//! Image File Directory (IFD) structures and methods
//!
//! This module implements the core TIFF IFD (Image File Directory) structures
//! that describe the frames of a TIFF file. Each IFD is one frame; IFDs are
//! collections of tag entries, with each tag describing an aspect of the image.

use std::collections::HashMap;
use std::fmt;
use crate::tiff::constants::tags;
use log::{debug, trace};
use crate::utils::tag_utils;

/// Represents an Image File Directory (IFD) in a TIFF file
///
/// An IFD contains metadata about an image, stored as a series of tag entries.
/// Multi-frame TIFF files chain one IFD per frame.
#[derive(Debug, Clone)]
pub struct IFD {
    /// Entries in this IFD
    pub entries: Vec<IFDEntry>,
    /// IFD number (0-based), which is also the frame index
    pub number: usize,
    /// Offset to this IFD in the file
    pub offset: u64,
    /// Cached tag values for quick lookup
    tag_map: HashMap<u16, IFDEntry>,
}

/// Represents an entry in an Image File Directory (IFD)
///
/// Each entry describes one aspect of the image (dimensions, color space,
/// compression, etc.) using a tag-value pair. The field_type determines
/// how to interpret the value or offset.
#[derive(Debug, Clone)]
pub struct IFDEntry {
    /// TIFF tag identifier
    pub tag: u16,
    /// Field type
    pub field_type: u16,
    /// Number of values
    pub count: u64,
    /// Value or offset to values
    ///
    /// For inline values this is the first value decoded at its own width.
    pub value_offset: u64,
    /// The value field exactly as stored in the file (4 or 8 bytes used)
    pub raw_value: [u8; 8],
}

impl IFDEntry {
    /// Creates a new IFD entry from a decoded value or offset
    ///
    /// The raw value field is synthesized in little-endian order, which is
    /// what hand-built entries and the writer's own output use.
    pub fn new(tag: u16, field_type: u16, count: u64, value_offset: u64) -> Self {
        Self::from_raw(tag, field_type, count, value_offset, value_offset.to_le_bytes())
    }

    /// Creates an IFD entry keeping the raw value field read from a file
    pub fn from_raw(tag: u16, field_type: u16, count: u64, value_offset: u64, raw_value: [u8; 8]) -> Self {
        trace!("IFD entry: tag={} ({}), type={} ({}), count={}, offset/value={}",
               tag, tag_utils::get_tag_name(tag),
               field_type, tag_utils::get_field_type_name(field_type),
               count, value_offset);

        Self {
            tag,
            field_type,
            count,
            value_offset,
            raw_value,
        }
    }

    /// Total byte length of this entry's values
    ///
    /// `None` when the field type is unknown, or the length overflows.
    pub fn byte_len(&self) -> Option<u64> {
        let size = tag_utils::field_type_size(self.field_type)? as u64;
        size.checked_mul(self.count)
    }

    /// Determines if the value is stored inline in the value field
    /// rather than at the offset location
    ///
    /// Entries of unknown field type are treated as out-of-line.
    pub fn is_value_inline(&self, is_big_tiff: bool) -> bool {
        let inline_size = if is_big_tiff { 8 } else { 4 };

        match self.byte_len() {
            Some(len) => len <= inline_size,
            None => false,
        }
    }

    /// Returns a human-readable description of this entry
    pub fn description(&self) -> String {
        let tag_name = tag_utils::get_tag_name(self.tag);
        let field_type_name = tag_utils::get_field_type_name(self.field_type);

        let value_display = match self.tag {
            tags::COMPRESSION => format!("{} ({})",
                                         self.value_offset,
                                         tag_utils::get_compression_name(self.value_offset)),
            _ => self.value_offset.to_string()
        };

        format!("Tag: {} ({}), Type: {} ({}), Count: {}, Value/Offset: {}",
                self.tag, tag_name, self.field_type, field_type_name, self.count, value_display)
    }
}

impl IFD {
    /// Creates a new, empty IFD with the given index and file offset
    pub fn new(number: usize, offset: u64) -> Self {
        debug!("Creating new IFD #{} at offset {}", number, offset);

        Self {
            entries: Vec::new(),
            number,
            offset,
            tag_map: HashMap::new(),
        }
    }

    /// Adds an entry to this IFD
    ///
    /// A later entry with the same tag replaces the earlier one in lookups.
    pub fn add_entry(&mut self, entry: IFDEntry) {
        trace!("Adding entry to IFD #{}: {}", self.number, entry.description());

        self.tag_map.insert(entry.tag, entry.clone());
        self.entries.push(entry);
    }

    /// Gets a tag value (value_offset) directly
    pub fn get_tag_value(&self, tag: u16) -> Option<u64> {
        self.tag_map.get(&tag).map(|entry| entry.value_offset)
    }

    /// Checks if this IFD has a specific tag
    pub fn has_tag(&self, tag: u16) -> bool {
        self.tag_map.contains_key(&tag)
    }

    /// Gets an IFD entry by tag
    pub fn get_entry(&self, tag: u16) -> Option<&IFDEntry> {
        self.tag_map.get(&tag)
    }

    /// Gets the dimensions of the image described by this IFD
    ///
    /// Returns the width and height of the image if both tags are present.
    pub fn get_dimensions(&self) -> Option<(u64, u64)> {
        let width = self.get_tag_value(tags::IMAGE_WIDTH)?;
        let height = self.get_tag_value(tags::IMAGE_LENGTH)?;
        Some((width, height))
    }

    /// Returns number of samples per pixel (default 1 if not specified)
    pub fn get_samples_per_pixel(&self) -> u64 {
        self.get_tag_value(tags::SAMPLES_PER_PIXEL).unwrap_or(1)
    }

    /// Returns the compression code (default 1, uncompressed)
    pub fn get_compression(&self) -> u64 {
        self.get_tag_value(tags::COMPRESSION).unwrap_or(1)
    }

    /// Whether the frame stores its pixels in tiles rather than strips
    pub fn is_tiled(&self) -> bool {
        self.has_tag(tags::TILE_OFFSETS)
    }

    /// Gets the number of entries in this IFD
    pub fn entry_count(&self) -> usize {
        self.entries.len()
    }
}

impl fmt::Display for IFD {
    fn fmt(&self, f: &mut fmt::Formatter<'_>) -> fmt::Result {
        write!(f, "Frame {}:", self.number)?;

        match self.get_dimensions() {
            Some((width, height)) => write!(f, " {}x{}", width, height)?,
            None => write!(f, " (no dimensions)")?,
        }

        let compression = self.get_compression();
        write!(f, ", {} sample(s)/pixel, compression {} ({}), {}, {} tags, offset {}",
               self.get_samples_per_pixel(),
               compression,
               tag_utils::get_compression_name(compression),
               if self.is_tiled() { "tiled" } else { "stripped" },
               self.entries.len(),
               self.offset)
    }
}
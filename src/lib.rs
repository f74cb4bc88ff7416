pub mod io;
pub mod tiff;
pub mod utils;
pub mod sequence;
pub mod config;
pub mod commands;
pub mod api;

pub use crate::api::TiffMerge;
pub use crate::config::Config;

pub use sequence::{merge, split, Outcome, Report, WriteOptions};
pub use tiff::{Frame, TiffReader, TiffSource, TiffWriter};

* _What to do_
Write out the complete set of records exactly as given.

* _Output for this exercise_
//! Image File Directory (IFD) structures and methods
//!
//! This module implements the core TIFF IFD (Image File Directory) structures
//! that describe the frames of a TIFF file. Each IFD is one frame; IFDs are
//! collections of tag entries, with each tag describing an aspect of the image.

use std::collections::HashMap;
use std::fmt;
use crate::tiff::constants::tags;
use log::{debug, trace};
use crate::utils::tag_utils;

/// Represents an Image File Directory (IFD) in a TIFF file
///
/// An IFD contains metadata about an image, stored as a series of tag entries.
/// Multi-frame TIFF files chain one IFD per frame.
#[derive(Debug, Clone)]
pub struct IFD {
    /// Entries in this IFD
    pub entries: Vec<IFDEntry>,
    /// IFD number (0-based), which is also the frame index
    pub number: usize,
    /// Offset to this IFD in the file
    pub offset: u64,
    /// Cached tag values for quick lookup
    tag_map: HashMap<u16, IFDEntry>,
}

/// Represents an entry in an Image File Directory (IFD)
///
/// Each entry describes one aspect of the image (dimensions, color space,
/// compression, etc.) using a tag-value pair. The field_type determines
/// how to interpret the value or offset.
#[derive(Debug, Clone)]
pub struct IFDEntry {
    /// TIFF tag identifier
    pub tag: u16,
    /// Field type
    pub field_type: u16,
    /// Number of values
    pub count: u64,
    /// Value or offset to values
    ///
    /// For inline values this is the first value decoded at its own width.
    pub value_offset: u64,
    /// The value field exactly as stored in the file (4 or 8 bytes used)
    pub raw_value: [u8; 8],
}

impl IFDEntry {
    /// Creates a new IFD entry from a decoded value or offset
    ///
    /// The raw value field is synthesized in little-endian order, which is
    /// what hand-built entries and the writer's own output use.
    pub fn new(tag: u16, field_type: u16, count: u64, value_offset: u64) -> Self {
        Self::from_raw(tag, field_type, count, value_offset, value_offset.to_le_bytes())
    }

    /// Creates an IFD entry keeping the raw value field read from a file
    pub fn from_raw(tag: u16, field_type: u16, count: u64, value_offset: u64, raw_value: [u8; 8]) -> Self {
        trace!("IFD entry: tag={} ({}), type={} ({}), count={}, offset/value={}",
               tag, tag_utils::get_tag_name(tag),
               field_type, tag_utils::get_field_type_name(field_type),
               count, value_offset);

        Self {
            tag,
            field_type,
            count,
            value_offset,
            raw_value,
        }
    }

    /// Total byte length of this entry's values
    ///
    /// `None` when the field type is unknown, or the length overflows.
    pub fn byte_len(&self) -> Option<u64> {
        let size = tag_utils::field_type_size(self.field_type)? as u64;
        size.checked_mul(self.count)
    }

    /// Determines if the value is stored inline in the value field
    /// rather than at the offset location
    ///
    /// Entries of unknown field type are treated as out-of-line.
    pub fn is_value_inline(&self, is_big_tiff: bool) -> bool {
        let inline_size = if is_big_tiff { 8 } else { 4 };

        match self.byte_len() {
            Some(len) => len <= inline_size,
            None => false,
        }
    }

    /// Returns a human-readable description of this entry
    pub fn description(&self) -> String {
        let tag_name = tag_utils::get_tag_name(self.tag);
        let field_type_name = tag_utils::get_field_type_name(self.field_type);

        let value_display = match self.tag {
            tags::COMPRESSION => format!("{} ({})",
                                         self.value_offset,
                                         tag_utils::get_compression_name(self.value_offset)),
            _ => self.value_offset.to_string()
        };

        format!("Tag: {} ({}), Type: {} ({}), Count: {}, Value/Offset: {}",
                self.tag, tag_name, self.field_type, field_type_name, self.count, value_display)
    }
}

impl IFD {
    /// Creates a new, empty IFD with the given index and file offset
    pub fn new(number: usize, offset: u64) -> Self {
        debug!("Creating new IFD #{} at offset {}", number, offset);

        Self {
            entries: Vec::new(),
            number,
            offset,
            tag_map: HashMap::new(),
        }
    }

    /// Adds an entry to this IFD
    ///
    /// A later entry with the same tag replaces the earlier one in lookups.
    pub fn add_entry(&mut self, entry: IFDEntry) {
        trace!("Adding entry to IFD #{}: {}", self.number, entry.description());

        self.tag_map.insert(entry.tag, entry.clone());
        self.entries.push(entry);
    }

    /// Gets a tag value (value_offset) directly
    pub fn get_tag_value(&self, tag: u16) -> Option<u64> {
        self.tag_map.get(&tag).map(|entry| entry.value_offset)
    }

    /// Checks if this IFD has a specific tag
    pub fn has_tag(&self, tag: u16) -> bool {
        self.tag_map.contains_key(&tag)
    }

    /// Gets an IFD entry by tag
    pub fn get_entry(&self, tag: u16) -> Option<&IFDEntry> {
        self.tag_map.get(&tag)
    }

    /// Gets the dimensions of the image described by this IFD
    ///
    /// Returns the width and height of the image if both tags are present.
    pub fn get_dimensions(&self) -> Option<(u64, u64)> {
        let width = self.get_tag_value(tags::IMAGE_WIDTH)?;
        let height = self.get_tag_value(tags::IMAGE_LENGTH)?;
        Some((width, height))
    }

    /// Returns number of samples per pixel (default 1 if not specified)
    pub fn get_samples_per_pixel(&self) -> u64 {
        self.get_tag_value(tags::SAMPLES_PER_PIXEL).unwrap_or(1)
    }

    /// Returns the compression code (default 1, uncompressed)
    pub fn get_compression(&self) -> u64 {
        self.get_tag_value(tags::COMPRESSION).unwrap_or(1)
    }

    /// Whether the frame stores its pixels in tiles rather than strips
    pub fn is_tiled(&self) -> bool {
        self.has_tag(tags::TILE_OFFSETS)
    }

    /// Gets the number of entries in this IFD
    pub fn entry_count(&self) -> usize {
        self.entries.len()
    }
}

impl fmt::Display for IFD {
    fn fmt(&self, f: &mut fmt::Formatter<'_>) -> fmt::Result {
        write!(f, "Frame {}:", self.number)?;

        match self.get_dimensions() {
            Some((width, height)) => write!(f, " {}x{}", width, height)?,
            None => write!(f, " (no dimensions)")?,
        }

        let compression = self.get_compression();
        write!(f, ", {} sample(s)/pixel, compression {} ({}), {}, {} tags, offset {}",
               self.get_samples_per_pixel(),
               compression,
               tag_utils::get_compression_name(compression),
               if self.is_tiled() { "tiled" } else { "stripped" },
               self.entries.len(),
               self.offset)
    }
}
filename src/lib.rs
repository f74cb4bc88ff7416
pub mod io;
pub mod tiff;
pub mod utils;
pub mod sequence;
pub mod config;
pub mod commands;
pub mod api;

pub use crate::api::TiffMerge;
pub use crate::config::Config;

pub use sequence::{merge, split, Outcome, Report, WriteOptions};
pub use tiff::{Frame, TiffReader, TiffSource, TiffWriter};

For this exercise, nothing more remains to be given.